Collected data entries
* * *
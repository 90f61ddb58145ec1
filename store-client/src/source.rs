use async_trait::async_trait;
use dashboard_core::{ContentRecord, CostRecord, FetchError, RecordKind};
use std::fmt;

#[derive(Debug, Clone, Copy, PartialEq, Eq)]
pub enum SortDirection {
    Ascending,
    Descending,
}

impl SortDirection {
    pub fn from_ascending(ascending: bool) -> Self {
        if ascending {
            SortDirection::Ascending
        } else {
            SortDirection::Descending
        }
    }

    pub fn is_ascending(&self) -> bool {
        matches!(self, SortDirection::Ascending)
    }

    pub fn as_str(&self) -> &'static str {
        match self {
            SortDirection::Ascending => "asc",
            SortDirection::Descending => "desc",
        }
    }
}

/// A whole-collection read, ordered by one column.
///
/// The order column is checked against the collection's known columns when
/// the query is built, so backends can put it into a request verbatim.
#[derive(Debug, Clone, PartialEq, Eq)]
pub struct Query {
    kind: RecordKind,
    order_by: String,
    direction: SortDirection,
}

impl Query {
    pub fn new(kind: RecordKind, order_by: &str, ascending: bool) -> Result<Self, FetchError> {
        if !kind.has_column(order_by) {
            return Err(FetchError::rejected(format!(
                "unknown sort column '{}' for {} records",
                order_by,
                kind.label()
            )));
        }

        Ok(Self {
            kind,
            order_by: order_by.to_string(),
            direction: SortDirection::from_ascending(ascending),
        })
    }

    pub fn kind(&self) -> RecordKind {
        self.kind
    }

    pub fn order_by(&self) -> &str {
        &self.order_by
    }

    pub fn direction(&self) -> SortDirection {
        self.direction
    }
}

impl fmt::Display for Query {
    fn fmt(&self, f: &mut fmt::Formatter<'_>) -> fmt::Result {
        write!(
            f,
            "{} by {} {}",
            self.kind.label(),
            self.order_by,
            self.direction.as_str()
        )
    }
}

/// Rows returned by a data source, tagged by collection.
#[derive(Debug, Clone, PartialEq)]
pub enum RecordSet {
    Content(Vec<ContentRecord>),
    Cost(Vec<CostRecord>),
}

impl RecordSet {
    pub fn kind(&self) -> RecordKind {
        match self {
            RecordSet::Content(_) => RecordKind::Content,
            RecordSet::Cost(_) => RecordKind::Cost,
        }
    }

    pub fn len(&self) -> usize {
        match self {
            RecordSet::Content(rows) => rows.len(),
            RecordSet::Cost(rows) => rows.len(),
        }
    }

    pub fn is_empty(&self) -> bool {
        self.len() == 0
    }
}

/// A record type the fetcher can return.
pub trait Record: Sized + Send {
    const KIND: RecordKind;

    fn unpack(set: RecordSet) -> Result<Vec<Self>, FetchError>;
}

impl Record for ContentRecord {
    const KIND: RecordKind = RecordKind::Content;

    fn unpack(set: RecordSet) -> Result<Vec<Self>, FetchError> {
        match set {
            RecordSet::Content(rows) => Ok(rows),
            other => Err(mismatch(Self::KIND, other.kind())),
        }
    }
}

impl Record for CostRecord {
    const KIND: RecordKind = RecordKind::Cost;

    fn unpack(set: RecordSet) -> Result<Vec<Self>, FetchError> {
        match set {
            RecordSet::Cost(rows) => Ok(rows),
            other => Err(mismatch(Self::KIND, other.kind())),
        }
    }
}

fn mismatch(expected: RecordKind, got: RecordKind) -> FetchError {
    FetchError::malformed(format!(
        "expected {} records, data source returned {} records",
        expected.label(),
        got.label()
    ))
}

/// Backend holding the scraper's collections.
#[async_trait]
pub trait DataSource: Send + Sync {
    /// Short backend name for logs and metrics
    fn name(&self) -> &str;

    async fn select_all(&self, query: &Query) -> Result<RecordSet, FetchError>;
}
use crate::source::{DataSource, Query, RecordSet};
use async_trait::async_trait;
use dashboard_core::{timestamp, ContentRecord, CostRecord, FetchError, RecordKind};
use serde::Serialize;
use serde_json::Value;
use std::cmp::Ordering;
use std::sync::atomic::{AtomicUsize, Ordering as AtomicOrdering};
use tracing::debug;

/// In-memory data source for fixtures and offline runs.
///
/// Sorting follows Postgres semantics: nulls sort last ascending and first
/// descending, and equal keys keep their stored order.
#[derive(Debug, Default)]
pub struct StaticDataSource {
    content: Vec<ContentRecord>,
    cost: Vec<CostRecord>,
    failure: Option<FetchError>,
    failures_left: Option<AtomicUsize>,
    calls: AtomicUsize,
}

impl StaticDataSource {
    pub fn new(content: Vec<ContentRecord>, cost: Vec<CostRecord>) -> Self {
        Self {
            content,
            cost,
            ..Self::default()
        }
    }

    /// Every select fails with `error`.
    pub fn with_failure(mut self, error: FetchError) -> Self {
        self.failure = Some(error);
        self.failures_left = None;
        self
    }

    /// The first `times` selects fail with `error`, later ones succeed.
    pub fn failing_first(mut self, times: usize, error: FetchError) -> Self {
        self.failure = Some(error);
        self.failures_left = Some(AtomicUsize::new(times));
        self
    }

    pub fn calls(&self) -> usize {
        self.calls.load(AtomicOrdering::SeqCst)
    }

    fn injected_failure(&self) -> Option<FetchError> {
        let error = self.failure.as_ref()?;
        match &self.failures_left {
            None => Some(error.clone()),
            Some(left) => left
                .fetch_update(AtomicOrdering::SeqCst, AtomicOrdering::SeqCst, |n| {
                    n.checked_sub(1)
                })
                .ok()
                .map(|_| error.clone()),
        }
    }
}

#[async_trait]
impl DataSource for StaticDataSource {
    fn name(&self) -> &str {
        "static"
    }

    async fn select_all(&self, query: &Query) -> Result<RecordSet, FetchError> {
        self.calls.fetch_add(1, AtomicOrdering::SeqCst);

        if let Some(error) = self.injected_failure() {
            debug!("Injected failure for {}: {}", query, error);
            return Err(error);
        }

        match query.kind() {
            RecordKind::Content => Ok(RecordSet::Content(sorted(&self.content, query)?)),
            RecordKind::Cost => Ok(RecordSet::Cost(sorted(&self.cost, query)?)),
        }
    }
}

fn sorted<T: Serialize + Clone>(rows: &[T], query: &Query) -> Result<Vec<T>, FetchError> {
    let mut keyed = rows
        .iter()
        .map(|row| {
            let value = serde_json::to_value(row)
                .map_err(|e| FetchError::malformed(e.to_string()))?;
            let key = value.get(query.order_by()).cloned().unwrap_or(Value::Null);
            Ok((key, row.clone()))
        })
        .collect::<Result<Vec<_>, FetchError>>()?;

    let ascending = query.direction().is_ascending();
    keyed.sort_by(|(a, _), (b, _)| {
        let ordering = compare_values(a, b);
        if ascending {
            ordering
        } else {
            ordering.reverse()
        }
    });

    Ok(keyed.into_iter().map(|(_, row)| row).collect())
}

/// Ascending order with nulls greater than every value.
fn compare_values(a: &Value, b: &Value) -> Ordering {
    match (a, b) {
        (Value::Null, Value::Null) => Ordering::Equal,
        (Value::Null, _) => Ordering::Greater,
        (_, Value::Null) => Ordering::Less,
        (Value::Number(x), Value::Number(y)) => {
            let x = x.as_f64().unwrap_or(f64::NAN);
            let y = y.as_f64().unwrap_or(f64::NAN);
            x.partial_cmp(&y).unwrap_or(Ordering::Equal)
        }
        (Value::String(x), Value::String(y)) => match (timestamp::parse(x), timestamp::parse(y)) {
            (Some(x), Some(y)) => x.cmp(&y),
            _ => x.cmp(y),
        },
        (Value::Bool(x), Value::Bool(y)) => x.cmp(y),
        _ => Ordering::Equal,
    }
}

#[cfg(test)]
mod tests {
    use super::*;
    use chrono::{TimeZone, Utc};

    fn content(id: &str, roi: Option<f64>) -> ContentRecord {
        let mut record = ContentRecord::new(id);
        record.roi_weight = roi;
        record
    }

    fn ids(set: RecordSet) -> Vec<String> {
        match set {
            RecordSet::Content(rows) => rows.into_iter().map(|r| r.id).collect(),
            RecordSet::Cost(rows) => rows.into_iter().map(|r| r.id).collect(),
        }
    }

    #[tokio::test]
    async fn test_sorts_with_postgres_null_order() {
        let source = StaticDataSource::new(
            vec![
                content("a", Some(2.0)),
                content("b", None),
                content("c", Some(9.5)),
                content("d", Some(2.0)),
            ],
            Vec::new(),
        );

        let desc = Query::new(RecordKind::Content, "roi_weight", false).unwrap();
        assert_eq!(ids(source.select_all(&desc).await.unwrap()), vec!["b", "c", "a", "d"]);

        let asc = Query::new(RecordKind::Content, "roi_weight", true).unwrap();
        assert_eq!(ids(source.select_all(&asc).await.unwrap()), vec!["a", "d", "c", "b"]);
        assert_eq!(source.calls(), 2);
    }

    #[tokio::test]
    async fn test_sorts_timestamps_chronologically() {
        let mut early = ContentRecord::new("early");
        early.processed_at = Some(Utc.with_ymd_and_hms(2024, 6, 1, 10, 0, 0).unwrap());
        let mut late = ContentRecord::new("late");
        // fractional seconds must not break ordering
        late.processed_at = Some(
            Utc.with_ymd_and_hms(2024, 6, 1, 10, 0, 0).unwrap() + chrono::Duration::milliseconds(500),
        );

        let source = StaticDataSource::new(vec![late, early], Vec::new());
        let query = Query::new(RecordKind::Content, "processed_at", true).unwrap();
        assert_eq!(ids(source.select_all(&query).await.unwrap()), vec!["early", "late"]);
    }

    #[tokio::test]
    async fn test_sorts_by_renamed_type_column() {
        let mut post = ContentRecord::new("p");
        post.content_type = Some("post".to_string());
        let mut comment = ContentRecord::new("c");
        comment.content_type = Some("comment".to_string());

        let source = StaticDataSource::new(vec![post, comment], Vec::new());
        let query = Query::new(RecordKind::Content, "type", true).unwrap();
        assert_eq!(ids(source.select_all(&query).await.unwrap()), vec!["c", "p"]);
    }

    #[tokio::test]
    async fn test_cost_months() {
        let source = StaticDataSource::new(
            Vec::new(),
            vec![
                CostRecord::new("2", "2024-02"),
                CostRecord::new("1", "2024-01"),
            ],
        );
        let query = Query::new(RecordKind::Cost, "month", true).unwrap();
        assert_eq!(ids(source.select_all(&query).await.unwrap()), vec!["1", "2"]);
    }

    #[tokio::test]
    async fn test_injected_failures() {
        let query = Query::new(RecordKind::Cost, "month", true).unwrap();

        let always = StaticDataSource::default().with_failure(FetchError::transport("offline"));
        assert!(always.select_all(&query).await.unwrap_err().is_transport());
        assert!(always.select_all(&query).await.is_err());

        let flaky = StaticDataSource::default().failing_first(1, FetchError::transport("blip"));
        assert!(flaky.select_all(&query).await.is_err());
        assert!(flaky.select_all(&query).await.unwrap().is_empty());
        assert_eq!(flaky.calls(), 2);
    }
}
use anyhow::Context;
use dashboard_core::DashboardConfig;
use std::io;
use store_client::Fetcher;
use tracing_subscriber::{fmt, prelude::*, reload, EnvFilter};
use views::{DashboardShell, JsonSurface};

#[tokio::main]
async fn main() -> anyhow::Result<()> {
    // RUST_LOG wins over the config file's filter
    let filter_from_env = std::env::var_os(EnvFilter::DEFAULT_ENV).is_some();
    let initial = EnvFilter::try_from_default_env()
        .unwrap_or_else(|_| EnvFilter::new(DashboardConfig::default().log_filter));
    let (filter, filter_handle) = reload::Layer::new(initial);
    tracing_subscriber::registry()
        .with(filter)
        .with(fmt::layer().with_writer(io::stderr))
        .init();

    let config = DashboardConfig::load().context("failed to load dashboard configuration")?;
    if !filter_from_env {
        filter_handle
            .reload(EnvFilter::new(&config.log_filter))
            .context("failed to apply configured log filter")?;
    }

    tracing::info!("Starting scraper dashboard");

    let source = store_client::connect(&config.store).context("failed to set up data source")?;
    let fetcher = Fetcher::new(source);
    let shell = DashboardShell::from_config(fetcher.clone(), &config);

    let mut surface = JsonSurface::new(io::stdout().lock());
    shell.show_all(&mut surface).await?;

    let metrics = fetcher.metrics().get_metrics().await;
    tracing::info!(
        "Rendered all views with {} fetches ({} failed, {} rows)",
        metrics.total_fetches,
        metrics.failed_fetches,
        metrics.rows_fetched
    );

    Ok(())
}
* * *
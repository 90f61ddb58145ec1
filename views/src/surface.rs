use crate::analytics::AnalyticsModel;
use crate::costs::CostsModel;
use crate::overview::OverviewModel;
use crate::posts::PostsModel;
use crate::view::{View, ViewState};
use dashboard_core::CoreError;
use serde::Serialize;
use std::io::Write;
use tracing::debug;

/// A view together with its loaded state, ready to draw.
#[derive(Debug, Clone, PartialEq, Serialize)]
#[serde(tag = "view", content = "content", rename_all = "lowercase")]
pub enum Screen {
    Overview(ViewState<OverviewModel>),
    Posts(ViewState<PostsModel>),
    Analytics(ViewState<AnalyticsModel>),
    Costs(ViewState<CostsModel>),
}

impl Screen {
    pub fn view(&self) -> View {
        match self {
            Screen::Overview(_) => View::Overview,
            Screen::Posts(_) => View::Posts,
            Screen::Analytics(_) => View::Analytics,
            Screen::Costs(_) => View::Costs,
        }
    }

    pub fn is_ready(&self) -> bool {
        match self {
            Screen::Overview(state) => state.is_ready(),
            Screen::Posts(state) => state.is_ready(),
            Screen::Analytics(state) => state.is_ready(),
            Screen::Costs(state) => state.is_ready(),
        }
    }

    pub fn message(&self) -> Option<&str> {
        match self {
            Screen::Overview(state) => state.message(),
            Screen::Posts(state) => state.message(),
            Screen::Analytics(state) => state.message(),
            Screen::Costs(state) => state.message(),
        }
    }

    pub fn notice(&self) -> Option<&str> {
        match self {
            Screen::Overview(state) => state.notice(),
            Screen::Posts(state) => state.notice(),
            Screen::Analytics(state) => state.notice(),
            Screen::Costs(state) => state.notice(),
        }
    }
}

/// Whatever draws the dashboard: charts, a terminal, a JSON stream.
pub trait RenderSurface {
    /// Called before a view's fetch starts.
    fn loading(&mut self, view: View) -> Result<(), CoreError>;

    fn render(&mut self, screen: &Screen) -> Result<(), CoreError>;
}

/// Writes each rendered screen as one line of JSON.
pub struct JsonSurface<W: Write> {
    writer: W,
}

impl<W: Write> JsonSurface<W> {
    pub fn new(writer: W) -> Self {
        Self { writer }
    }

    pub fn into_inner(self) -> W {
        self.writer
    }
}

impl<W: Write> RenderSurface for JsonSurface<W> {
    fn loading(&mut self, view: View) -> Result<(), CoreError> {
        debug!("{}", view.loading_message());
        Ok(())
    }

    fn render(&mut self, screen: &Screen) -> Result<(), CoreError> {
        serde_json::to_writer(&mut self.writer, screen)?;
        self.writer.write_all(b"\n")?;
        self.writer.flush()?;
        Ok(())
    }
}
* * *
* [Exercise brief] Each line in which the string "metrics" is found must be copied from the data.

* [Written response]
    /// Short backend name for logs and metrics
    let metrics = fetcher.metrics().get_metrics().await;
        metrics.total_fetches,
        metrics.failed_fetches,
        metrics.rows_fetched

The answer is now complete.